Word for word, reproduce every line of the data below.

:: Records to use ::

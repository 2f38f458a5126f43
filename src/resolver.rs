// User lookup resolution.
// Negative cache, then profile cache, then the network, writing back only fresh data.

use std::time::Duration;

use tracing::{debug, info, warn};

use crate::cache::{CacheStore, EntryKind, NegativeCache};
use crate::config::Config;
use crate::error::{LookupError, Result};
use crate::github::{Fetcher, GitHubClient, RetryPolicy, UserProfile};

/// Outcome of resolving one username. Errors travel separately in `Result`.
#[derive(Debug, Clone, PartialEq)]
pub enum Lookup {
    Found(UserProfile),
    NotFound,
}

impl Lookup {
    pub fn is_found(&self) -> bool {
        matches!(self, Lookup::Found(_))
    }

    pub fn into_profile(self) -> Option<UserProfile> {
        match self {
            Lookup::Found(profile) => Some(profile),
            Lookup::NotFound => None,
        }
    }
}

/// Resolves usernames to validated profiles through the two-tier cache.
#[derive(Debug, Clone)]
pub struct Resolver {
    store: CacheStore,
    negative: NegativeCache,
    fetcher: Fetcher,
    max_age: Duration,
}

impl Resolver {
    pub fn new(
        store: CacheStore,
        fetcher: Fetcher,
        max_age: Duration,
        negative_max_age: Duration,
    ) -> Self {
        Self {
            negative: NegativeCache::new(store.clone(), negative_max_age),
            store,
            fetcher,
            max_age,
        }
    }

    pub fn from_config(config: &Config) -> Result<Self> {
        config.validate()?;
        let client = GitHubClient::with_base_url(&config.api_base, config.token.as_deref())?;
        let fetcher = Fetcher::new(client, RetryPolicy::with_max_tries(config.max_tries));
        Ok(Self::new(
            CacheStore::new(&config.cache_dir),
            fetcher,
            config.max_age,
            config.negative_max_age,
        ))
    }

    /// Resolve one username.
    ///
    /// A user known to be missing, or reported missing by GitHub, is
    /// `Lookup::NotFound`. Storage faults, exhausted retries, and malformed
    /// payloads are errors.
    pub async fn resolve(&self, username: &str) -> Result<Lookup> {
        if self.negative.contains(username)? {
            return Ok(Lookup::NotFound);
        }

        if let Some(payload) = self.store.read(username, EntryKind::Profile, self.max_age)? {
            match decode_profile(username, &payload) {
                Ok(profile) => {
                    debug!(username, "profile cache hit");
                    return Ok(Lookup::Found(profile));
                }
                // A torn or corrupted entry is refetched rather than trusted
                Err(e) => warn!(username, error = %e, "ignoring unreadable cached profile"),
            }
        }

        let Some(payload) = self.fetcher.fetch(username).await? else {
            self.negative.record(username)?;
            return Ok(Lookup::NotFound);
        };

        let profile = decode_profile(username, &payload)?;
        self.store.write(username, EntryKind::Profile, &payload)?;
        Ok(Lookup::Found(profile))
    }

    /// Resolve usernames one after another, keeping only those that exist.
    ///
    /// Stops at the first error.
    pub async fn resolve_all<I, S>(&self, usernames: I) -> Result<Vec<UserProfile>>
    where
        I: IntoIterator<Item = S>,
        S: AsRef<str>,
    {
        let mut profiles = Vec::new();
        for username in usernames {
            let username = username.as_ref();
            match self.resolve(username).await? {
                Lookup::Found(profile) => profiles.push(profile),
                Lookup::NotFound => info!(username, "skipping unknown GitHub user"),
            }
        }
        Ok(profiles)
    }
}

/// Decode a raw payload and reject bodies that carry no login.
pub fn decode_profile(username: &str, payload: &[u8]) -> Result<UserProfile> {
    let profile: UserProfile =
        serde_json::from_slice(payload).map_err(|source| LookupError::Decode {
            username: username.to_string(),
            source,
        })?;

    if !profile.is_valid() {
        return Err(LookupError::InvalidProfile {
            payload: String::from_utf8_lossy(payload).into_owned(),
        });
    }
    Ok(profile)
}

:::

§ Answer section:
repository 2f38f458a5126f43
filename src/resolver.rs
// User lookup resolution.
// Negative cache, then profile cache, then the network, writing back only fresh data.

use std::time::Duration;

use tracing::{debug, info, warn};

use crate::cache::{CacheStore, EntryKind, NegativeCache};
use crate::config::Config;
use crate::error::{LookupError, Result};
use crate::github::{Fetcher, GitHubClient, RetryPolicy, UserProfile};

/// Outcome of resolving one username. Errors travel separately in `Result`.
#[derive(Debug, Clone, PartialEq)]
pub enum Lookup {
    Found(UserProfile),
    NotFound,
}

impl Lookup {
    pub fn is_found(&self) -> bool {
        matches!(self, Lookup::Found(_))
    }

    pub fn into_profile(self) -> Option<UserProfile> {
        match self {
            Lookup::Found(profile) => Some(profile),
            Lookup::NotFound => None,
        }
    }
}

/// Resolves usernames to validated profiles through the two-tier cache.
#[derive(Debug, Clone)]
pub struct Resolver {
    store: CacheStore,
    negative: NegativeCache,
    fetcher: Fetcher,
    max_age: Duration,
}

impl Resolver {
    pub fn new(
        store: CacheStore,
        fetcher: Fetcher,
        max_age: Duration,
        negative_max_age: Duration,
    ) -> Self {
        Self {
            negative: NegativeCache::new(store.clone(), negative_max_age),
            store,
            fetcher,
            max_age,
        }
    }

    pub fn from_config(config: &Config) -> Result<Self> {
        config.validate()?;
        let client = GitHubClient::with_base_url(&config.api_base, config.token.as_deref())?;
        let fetcher = Fetcher::new(client, RetryPolicy::with_max_tries(config.max_tries));
        Ok(Self::new(
            CacheStore::new(&config.cache_dir),
            fetcher,
            config.max_age,
            config.negative_max_age,
        ))
    }

    /// Resolve one username.
    ///
    /// A user known to be missing, or reported missing by GitHub, is
    /// `Lookup::NotFound`. Storage faults, exhausted retries, and malformed
    /// payloads are errors.
    pub async fn resolve(&self, username: &str) -> Result<Lookup> {
        if self.negative.contains(username)? {
            return Ok(Lookup::NotFound);
        }

        if let Some(payload) = self.store.read(username, EntryKind::Profile, self.max_age)? {
            match decode_profile(username, &payload) {
                Ok(profile) => {
                    debug!(username, "profile cache hit");
                    return Ok(Lookup::Found(profile));
                }
                // A torn or corrupted entry is refetched rather than trusted
                Err(e) => warn!(username, error = %e, "ignoring unreadable cached profile"),
            }
        }

        let Some(payload) = self.fetcher.fetch(username).await? else {
            self.negative.record(username)?;
            return Ok(Lookup::NotFound);
        };

        let profile = decode_profile(username, &payload)?;
        self.store.write(username, EntryKind::Profile, &payload)?;
        Ok(Lookup::Found(profile))
    }

    /// Resolve usernames one after another, keeping only those that exist.
    ///
    /// Stops at the first error.
    pub async fn resolve_all<I, S>(&self, usernames: I) -> Result<Vec<UserProfile>>
    where
        I: IntoIterator<Item = S>,
        S: AsRef<str>,
    {
        let mut profiles = Vec::new();
        for username in usernames {
            let username = username.as_ref();
            match self.resolve(username).await? {
                Lookup::Found(profile) => profiles.push(profile),
                Lookup::NotFound => info!(username, "skipping unknown GitHub user"),
            }
        }
        Ok(profiles)
    }
}

/// Decode a raw payload and reject bodies that carry no login.
pub fn decode_profile(username: &str, payload: &[u8]) -> Result<UserProfile> {
    let profile: UserProfile =
        serde_json::from_slice(payload).map_err(|source| LookupError::Decode {
            username: username.to_string(),
            source,
        })?;

    if !profile.is_valid() {
        return Err(LookupError::InvalidProfile {
            payload: String::from_utf8_lossy(payload).into_owned(),
        });
    }
    Ok(profile)
}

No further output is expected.